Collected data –
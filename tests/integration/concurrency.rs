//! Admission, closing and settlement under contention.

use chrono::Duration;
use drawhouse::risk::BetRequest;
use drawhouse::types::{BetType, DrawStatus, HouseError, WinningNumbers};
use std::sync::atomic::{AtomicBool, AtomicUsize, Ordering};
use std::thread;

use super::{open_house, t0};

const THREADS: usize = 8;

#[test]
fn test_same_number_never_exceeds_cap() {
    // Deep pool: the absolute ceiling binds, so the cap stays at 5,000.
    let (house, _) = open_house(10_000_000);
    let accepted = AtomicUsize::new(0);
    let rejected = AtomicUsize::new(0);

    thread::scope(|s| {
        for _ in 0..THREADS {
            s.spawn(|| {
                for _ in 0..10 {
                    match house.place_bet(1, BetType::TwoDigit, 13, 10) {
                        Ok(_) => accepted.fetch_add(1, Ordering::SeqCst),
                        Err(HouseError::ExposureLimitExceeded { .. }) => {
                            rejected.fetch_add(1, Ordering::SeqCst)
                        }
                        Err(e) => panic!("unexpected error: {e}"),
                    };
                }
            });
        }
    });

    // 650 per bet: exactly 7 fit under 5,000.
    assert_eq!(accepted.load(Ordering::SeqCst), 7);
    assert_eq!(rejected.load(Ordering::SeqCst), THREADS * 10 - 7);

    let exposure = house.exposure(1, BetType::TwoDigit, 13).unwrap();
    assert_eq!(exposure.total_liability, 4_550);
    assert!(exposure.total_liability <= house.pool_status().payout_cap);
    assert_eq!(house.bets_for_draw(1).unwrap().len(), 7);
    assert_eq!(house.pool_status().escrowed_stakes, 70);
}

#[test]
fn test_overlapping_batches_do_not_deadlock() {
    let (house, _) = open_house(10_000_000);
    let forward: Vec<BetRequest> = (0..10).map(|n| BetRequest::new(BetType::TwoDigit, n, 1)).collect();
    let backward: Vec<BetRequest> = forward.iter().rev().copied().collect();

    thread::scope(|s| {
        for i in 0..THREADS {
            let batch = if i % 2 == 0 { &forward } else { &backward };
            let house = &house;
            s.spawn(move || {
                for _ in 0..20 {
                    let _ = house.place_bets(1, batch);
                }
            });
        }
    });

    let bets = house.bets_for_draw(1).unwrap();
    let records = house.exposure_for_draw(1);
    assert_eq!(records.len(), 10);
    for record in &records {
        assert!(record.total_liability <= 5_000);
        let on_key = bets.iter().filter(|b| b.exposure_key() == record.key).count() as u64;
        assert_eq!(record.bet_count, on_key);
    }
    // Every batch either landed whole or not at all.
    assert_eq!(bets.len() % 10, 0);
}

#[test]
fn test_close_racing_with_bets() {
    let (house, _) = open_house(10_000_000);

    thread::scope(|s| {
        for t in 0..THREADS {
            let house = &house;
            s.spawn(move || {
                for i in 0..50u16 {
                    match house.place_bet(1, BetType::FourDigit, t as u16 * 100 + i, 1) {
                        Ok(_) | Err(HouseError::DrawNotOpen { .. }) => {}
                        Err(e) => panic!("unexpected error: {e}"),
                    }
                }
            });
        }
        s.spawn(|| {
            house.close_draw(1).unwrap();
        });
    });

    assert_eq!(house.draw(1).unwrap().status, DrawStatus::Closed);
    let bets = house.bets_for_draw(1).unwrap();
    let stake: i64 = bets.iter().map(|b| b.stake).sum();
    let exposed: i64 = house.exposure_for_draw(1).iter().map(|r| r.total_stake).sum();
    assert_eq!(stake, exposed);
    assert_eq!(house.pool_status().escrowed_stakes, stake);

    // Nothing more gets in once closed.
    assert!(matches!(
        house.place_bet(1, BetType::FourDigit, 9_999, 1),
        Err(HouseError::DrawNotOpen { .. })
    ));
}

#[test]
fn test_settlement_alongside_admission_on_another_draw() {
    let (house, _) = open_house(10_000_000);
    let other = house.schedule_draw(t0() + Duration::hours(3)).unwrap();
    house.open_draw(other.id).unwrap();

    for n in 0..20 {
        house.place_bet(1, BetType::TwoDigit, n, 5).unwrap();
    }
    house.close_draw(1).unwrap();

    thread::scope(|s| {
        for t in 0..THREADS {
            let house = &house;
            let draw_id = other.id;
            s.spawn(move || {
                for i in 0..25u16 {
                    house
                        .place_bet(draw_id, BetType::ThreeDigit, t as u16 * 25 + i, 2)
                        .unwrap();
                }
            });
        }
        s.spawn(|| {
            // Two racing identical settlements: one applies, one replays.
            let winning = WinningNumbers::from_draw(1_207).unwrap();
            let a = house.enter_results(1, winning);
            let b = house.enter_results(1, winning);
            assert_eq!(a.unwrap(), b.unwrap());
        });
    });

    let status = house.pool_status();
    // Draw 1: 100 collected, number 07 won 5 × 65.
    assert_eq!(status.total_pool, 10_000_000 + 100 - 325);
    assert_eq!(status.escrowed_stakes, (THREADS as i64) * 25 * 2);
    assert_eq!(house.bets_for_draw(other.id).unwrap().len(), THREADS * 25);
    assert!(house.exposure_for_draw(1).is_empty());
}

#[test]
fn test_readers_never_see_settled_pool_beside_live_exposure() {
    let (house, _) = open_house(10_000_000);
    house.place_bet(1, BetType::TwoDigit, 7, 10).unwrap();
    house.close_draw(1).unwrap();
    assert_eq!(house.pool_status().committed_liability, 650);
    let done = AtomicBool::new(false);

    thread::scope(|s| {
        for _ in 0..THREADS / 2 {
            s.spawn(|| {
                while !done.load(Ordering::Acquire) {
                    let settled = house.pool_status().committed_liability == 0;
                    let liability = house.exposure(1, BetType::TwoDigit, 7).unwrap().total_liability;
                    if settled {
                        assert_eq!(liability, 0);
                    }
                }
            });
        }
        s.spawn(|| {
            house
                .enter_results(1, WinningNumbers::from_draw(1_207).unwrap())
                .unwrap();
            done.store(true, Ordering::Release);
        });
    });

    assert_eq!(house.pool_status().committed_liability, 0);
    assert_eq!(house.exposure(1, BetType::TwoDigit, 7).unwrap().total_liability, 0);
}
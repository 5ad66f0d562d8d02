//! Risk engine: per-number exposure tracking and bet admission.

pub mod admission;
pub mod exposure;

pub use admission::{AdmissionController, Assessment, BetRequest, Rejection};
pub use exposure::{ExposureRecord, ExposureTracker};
...
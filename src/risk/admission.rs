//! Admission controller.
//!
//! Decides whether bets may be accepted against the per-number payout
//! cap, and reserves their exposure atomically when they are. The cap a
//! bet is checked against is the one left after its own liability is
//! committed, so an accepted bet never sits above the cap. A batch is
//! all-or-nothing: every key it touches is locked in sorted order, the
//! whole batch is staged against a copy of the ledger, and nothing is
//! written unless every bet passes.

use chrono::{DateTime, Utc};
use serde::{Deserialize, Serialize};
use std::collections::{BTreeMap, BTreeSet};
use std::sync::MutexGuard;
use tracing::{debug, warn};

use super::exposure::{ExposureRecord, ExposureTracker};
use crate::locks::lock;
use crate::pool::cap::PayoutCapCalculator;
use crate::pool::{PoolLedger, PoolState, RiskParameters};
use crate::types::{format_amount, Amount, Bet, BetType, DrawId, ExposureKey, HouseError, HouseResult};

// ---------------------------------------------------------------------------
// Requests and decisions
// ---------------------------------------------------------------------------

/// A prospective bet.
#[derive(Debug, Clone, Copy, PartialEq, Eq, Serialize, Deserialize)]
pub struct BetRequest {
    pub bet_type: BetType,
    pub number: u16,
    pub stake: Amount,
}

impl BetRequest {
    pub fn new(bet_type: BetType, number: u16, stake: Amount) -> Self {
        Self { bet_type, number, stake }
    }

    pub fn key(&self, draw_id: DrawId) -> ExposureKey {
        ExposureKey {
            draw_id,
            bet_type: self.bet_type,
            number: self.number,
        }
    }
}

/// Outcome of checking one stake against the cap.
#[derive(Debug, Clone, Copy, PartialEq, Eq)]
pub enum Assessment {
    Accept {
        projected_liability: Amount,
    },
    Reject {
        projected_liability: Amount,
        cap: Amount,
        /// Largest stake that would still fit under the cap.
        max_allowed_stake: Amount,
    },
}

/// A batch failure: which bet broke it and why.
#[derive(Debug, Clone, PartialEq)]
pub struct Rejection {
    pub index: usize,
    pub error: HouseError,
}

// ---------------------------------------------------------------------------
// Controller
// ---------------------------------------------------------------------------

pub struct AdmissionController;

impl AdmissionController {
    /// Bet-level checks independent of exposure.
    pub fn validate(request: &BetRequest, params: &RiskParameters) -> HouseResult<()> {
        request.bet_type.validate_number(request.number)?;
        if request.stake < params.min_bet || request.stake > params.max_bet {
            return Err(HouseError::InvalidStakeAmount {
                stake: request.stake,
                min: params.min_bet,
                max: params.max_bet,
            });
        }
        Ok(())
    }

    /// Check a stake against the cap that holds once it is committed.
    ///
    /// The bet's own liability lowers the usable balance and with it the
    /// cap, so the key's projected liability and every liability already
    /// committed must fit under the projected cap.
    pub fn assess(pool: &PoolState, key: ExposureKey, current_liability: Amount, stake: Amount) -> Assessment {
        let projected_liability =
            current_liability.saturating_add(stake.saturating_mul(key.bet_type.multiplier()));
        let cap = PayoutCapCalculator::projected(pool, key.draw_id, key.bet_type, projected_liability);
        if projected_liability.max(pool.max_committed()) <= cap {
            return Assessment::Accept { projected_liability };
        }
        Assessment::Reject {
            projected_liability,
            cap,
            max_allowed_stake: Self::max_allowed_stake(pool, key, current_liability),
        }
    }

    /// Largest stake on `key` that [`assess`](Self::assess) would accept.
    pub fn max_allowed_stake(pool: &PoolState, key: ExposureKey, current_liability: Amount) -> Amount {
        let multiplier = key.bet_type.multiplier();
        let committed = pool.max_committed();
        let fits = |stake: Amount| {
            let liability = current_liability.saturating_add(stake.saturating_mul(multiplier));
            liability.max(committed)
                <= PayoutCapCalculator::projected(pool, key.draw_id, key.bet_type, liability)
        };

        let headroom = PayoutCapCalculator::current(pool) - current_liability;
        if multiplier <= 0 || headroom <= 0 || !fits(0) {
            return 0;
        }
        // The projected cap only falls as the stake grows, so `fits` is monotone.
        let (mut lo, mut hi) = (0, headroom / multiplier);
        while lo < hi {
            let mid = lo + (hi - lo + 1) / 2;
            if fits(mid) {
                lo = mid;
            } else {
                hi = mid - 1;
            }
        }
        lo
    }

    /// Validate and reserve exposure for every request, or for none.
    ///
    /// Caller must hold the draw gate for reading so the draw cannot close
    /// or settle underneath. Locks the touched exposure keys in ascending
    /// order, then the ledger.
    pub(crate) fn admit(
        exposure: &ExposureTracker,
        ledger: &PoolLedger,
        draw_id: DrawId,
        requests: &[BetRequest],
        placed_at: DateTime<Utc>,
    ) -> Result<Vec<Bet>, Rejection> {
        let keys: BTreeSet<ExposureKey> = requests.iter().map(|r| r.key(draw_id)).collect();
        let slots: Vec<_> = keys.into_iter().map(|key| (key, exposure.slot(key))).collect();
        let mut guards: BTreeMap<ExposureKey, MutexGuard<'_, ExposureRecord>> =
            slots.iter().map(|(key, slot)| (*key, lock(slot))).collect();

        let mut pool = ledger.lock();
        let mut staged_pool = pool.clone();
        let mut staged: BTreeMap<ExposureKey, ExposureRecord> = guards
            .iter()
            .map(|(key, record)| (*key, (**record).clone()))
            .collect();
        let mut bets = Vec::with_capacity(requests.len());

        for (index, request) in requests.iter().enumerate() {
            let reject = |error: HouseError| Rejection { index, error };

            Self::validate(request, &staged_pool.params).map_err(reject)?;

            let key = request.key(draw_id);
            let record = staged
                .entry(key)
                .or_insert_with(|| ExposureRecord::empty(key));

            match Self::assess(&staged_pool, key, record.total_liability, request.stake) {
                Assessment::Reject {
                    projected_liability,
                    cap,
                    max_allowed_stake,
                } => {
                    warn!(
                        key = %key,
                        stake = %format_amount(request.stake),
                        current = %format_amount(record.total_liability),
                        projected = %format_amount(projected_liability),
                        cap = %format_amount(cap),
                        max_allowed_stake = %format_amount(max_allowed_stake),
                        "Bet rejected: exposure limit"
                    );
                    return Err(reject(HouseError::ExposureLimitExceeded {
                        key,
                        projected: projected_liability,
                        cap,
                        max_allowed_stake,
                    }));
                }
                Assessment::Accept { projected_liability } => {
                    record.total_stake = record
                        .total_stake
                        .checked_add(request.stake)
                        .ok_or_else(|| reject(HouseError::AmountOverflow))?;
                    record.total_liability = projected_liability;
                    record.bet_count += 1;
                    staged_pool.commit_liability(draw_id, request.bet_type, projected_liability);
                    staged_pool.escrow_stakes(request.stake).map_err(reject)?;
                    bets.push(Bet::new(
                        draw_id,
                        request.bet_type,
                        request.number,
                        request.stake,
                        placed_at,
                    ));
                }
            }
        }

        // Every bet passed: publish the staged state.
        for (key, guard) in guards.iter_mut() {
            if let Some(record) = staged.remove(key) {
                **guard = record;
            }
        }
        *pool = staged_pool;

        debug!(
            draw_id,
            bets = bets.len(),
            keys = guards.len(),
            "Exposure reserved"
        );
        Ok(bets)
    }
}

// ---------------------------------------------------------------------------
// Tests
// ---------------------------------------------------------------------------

TASK ITEM – If a line in the records contains the string "fits", copy it out.

TASK RESPONSE –
        let fits = |stake: Amount| {
        if multiplier <= 0 || headroom <= 0 || !fits(0) {
        // The projected cap only falls as the stake grows, so `fits` is monotone.
            if fits(mid) {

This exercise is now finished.